▶ **TASK REQUIREMENTS**:
Copy every line from the records below that carries the word "endpoint".

▶ **DATA FOR ANALYSIS**:

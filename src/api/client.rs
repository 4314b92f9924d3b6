/// Blocking HTTP client for the prediction service.
///
/// Uses the synchronous `ureq` agent. One request per call, no retry. A
/// request timeout is only set when `service.timeout_ms` is non-zero;
/// otherwise the transport defaults apply and a hung service blocks the
/// caller.
use std::time::Duration;

use serde::de::DeserializeOwned;

use super::types::{
    AgentPerformanceResult, Distribution, PerformanceDistributionBody, PredictionDistributionBody,
};
use super::{ApiError, PerformanceApi};
use crate::config::schema::ServiceConfig;

#[derive(Debug, Clone)]
pub struct ServiceClient {
    base_url: String,
    agent: ureq::Agent,
    timeout: Option<Duration>,
}

impl ServiceClient {
    /// Build a client from the resolved `[service]` config section.
    pub fn from_config(config: &ServiceConfig) -> Self {
        let timeout = (config.timeout_ms > 0).then(|| Duration::from_millis(config.timeout_ms));
        let mut builder = ureq::AgentBuilder::new();
        if let Some(t) = timeout {
            builder = builder.timeout(t);
        }
        Self {
            base_url: config.base_url.trim_end_matches('/').to_string(),
            agent: builder.build(),
            timeout,
        }
    }

    pub fn base_url(&self) -> &str {
        &self.base_url
    }

    /// Whether the service answers the distribution endpoint with a 2xx.
    ///
    /// Uses a short 5 s timeout so `salesboard health` never stalls.
    pub fn is_reachable(&self) -> bool {
        let url = format!("{}/performance-distribution", self.base_url);
        self.agent
            .get(&url)
            .timeout(Duration::from_secs(5))
            .call()
            .is_ok()
    }

    /// URL of the single-agent endpoint for `agent_id`.
    ///
    /// The identifier is not trimmed or validated; everything outside the
    /// RFC 3986 unreserved set is percent-encoded so the service sees what
    /// the user typed, including `""`.
    pub fn performance_url(&self, agent_id: &str) -> String {
        format!(
            "{}/performance/{}",
            self.base_url,
            urlencoding::encode(agent_id)
        )
    }

    fn get_json<T: DeserializeOwned>(&self, url: &str) -> Result<T, ApiError> {
        let mut request = self.agent.get(url);
        if let Some(t) = self.timeout {
            request = request.timeout(t);
        }

        let response = request.call().map_err(|e| match e {
            ureq::Error::Status(404, _) => ApiError::NotFound,
            ureq::Error::Status(code, _) => ApiError::Status(code),
            ureq::Error::Transport(t) => ApiError::Transport(t.to_string()),
        })?;

        response
            .into_json::<T>()
            .map_err(|e| ApiError::Decode(e.to_string()))
    }
}

impl PerformanceApi for ServiceClient {
    fn fetch_agent_performance(&self, agent_id: &str) -> Result<AgentPerformanceResult, ApiError> {
        self.get_json(&self.performance_url(agent_id))
    }

    fn fetch_performance_distribution(&self) -> Result<Distribution, ApiError> {
        let url = format!("{}/performance-distribution", self.base_url);
        let body: PerformanceDistributionBody = self.get_json(&url)?;
        Ok(body.performance_distribution)
    }

    fn fetch_prediction_distribution(&self) -> Result<Distribution, ApiError> {
        let url = format!("{}/prediction-distribution", self.base_url);
        let body: PredictionDistributionBody = self.get_json(&url)?;
        Ok(body.prediction_distribution)
    }
}

// ---------------------------------------------------------------------------
// Tests
// ---------------------------------------------------------------------------

#[cfg(test)]
mod tests {
    use super::*;

    #[test]
    fn client_from_default_config() {
        let client = ServiceClient::from_config(&ServiceConfig::default());
        assert_eq!(client.base_url(), "http://localhost:8000");
        assert_eq!(client.timeout, None);
    }

    #[test]
    fn client_strips_trailing_slash_and_sets_timeout() {
        let config = ServiceConfig {
            base_url: "http://svc:8000/".to_string(),
            timeout_ms: 1500,
        };
        let client = ServiceClient::from_config(&config);
        assert_eq!(client.base_url(), "http://svc:8000");
        assert_eq!(client.timeout, Some(Duration::from_millis(1500)));
    }

    #[test]
    fn performance_url_keeps_identifier() {
        let client = ServiceClient::from_config(&ServiceConfig::default());
        assert_eq!(
            client.performance_url("A1"),
            "http://localhost:8000/performance/A1"
        );
        assert_eq!(
            client.performance_url(""),
            "http://localhost:8000/performance/"
        );
    }

    #[test]
    fn performance_url_encodes_reserved_bytes() {
        let client = ServiceClient::from_config(&ServiceConfig::default());
        let base = "http://localhost:8000/performance/";
        assert_eq!(client.performance_url("AGT-001_x.y~"), format!("{base}AGT-001_x.y~"));
        assert_eq!(client.performance_url("a b/c"), format!("{base}a%20b%2Fc"));
        assert_eq!(client.performance_url("é"), format!("{base}%C3%A9"));
        assert_eq!(client.performance_url("?#%"), format!("{base}%3F%23%25"));
    }
}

▶ **ANSWER BOX**:
    /// Whether the service answers the distribution endpoint with a 2xx.
    /// URL of the single-agent endpoint for `agent_id`.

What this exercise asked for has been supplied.